When he was on two medications specifically for bipolar disorder, two to treat his insomnia and one for anxiety, Parker says he “couldn’t function as a human being.”

Bipolar disorder used to be called “manic depression” because of the wild swings between emotional highs and lows sufferers can experience.

According to NIMH, symptoms during a “manic” episode can include rapid speech on a variety of topics, feeling very energized, jumpy or irritable and having racing thoughts or engaging in risky behaviors.

Symptoms of depressive episodes can include feeling hopeless and sad, speaking very slowly and being forgetful, and having a decreased or absent interest in normally pleasant activities, called anhedonia.

Though he served in the Middle East and had given over 18 years of service when he was discharged, Parker says he doesn’t feel like a hero any more because of how his mental illness affects him and his daughters.

“My heroes are the ones sleeping on the street that haven’t given up,” Parker says, acknowledging there are veterans that are homeless and, like him, still searching for answers.

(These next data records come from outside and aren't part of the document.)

use serde::{Deserialize, Serialize};

/// Canonical request payload shape for the chat-completions endpoint.
#[derive(Debug, Clone, PartialEq, Serialize, Deserialize)]
pub struct ChatCompletionsRequest {
    pub model: String,
    pub messages: Vec<RequestMessage>,
    /// Default: true. The client forces streaming before sending.
    #[serde(default = "default_true")]
    pub stream: bool,
    #[serde(skip_serializing_if = "Option::is_none")]
    pub temperature: Option<f64>,
    #[serde(skip_serializing_if = "Option::is_none")]
    pub frequency_penalty: Option<f64>,
    #[serde(skip_serializing_if = "Option::is_none")]
    pub presence_penalty: Option<f64>,
}

fn default_true() -> bool {
    true
}

impl ChatCompletionsRequest {
    pub fn new(model: impl Into<String>, messages: Vec<RequestMessage>) -> Self {
        Self {
            model: model.into(),
            messages,
            stream: true,
            temperature: None,
            frequency_penalty: None,
            presence_penalty: None,
        }
    }

    pub fn with_temperature(mut self, temperature: f64) -> Self {
        self.temperature = Some(temperature);
        self
    }

    pub fn with_frequency_penalty(mut self, frequency_penalty: f64) -> Self {
        self.frequency_penalty = Some(frequency_penalty);
        self
    }

    pub fn with_presence_penalty(mut self, presence_penalty: f64) -> Self {
        self.presence_penalty = Some(presence_penalty);
        self
    }
}

/// One wire message of a chat-completions request body.
#[derive(Debug, Clone, PartialEq, Eq, Serialize, Deserialize)]
pub struct RequestMessage {
    pub role: String,
    pub content: String,
}

impl RequestMessage {
    pub fn new(role: impl Into<String>, content: impl Into<String>) -> Self {
        Self {
            role: role.into(),
            content: content.into(),
        }
    }
}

Parker understands and accepts his condition, while treatable, is not curable, but he still finds good reason to hang on for his daughters. There is a possibility he could have passed on his bipolar disorder, which has a genetic component, to his children. 

Researchers say no one gene causes the disorder, but a link has been found between having a parent or sibling with the disorder and an increased likelihood of developing it, according to NIMH. 

“I could be one of the 22, but I refuse to,” he adds with determination. He has bolstered that sentiment with plans for the future.

He would love to be able to make a home to come back to while traveling the country doing volunteer work for families of veterans, for example. 

And though he doesn’t feel like one himself, Parker would like to be known as a veteran helping heroes.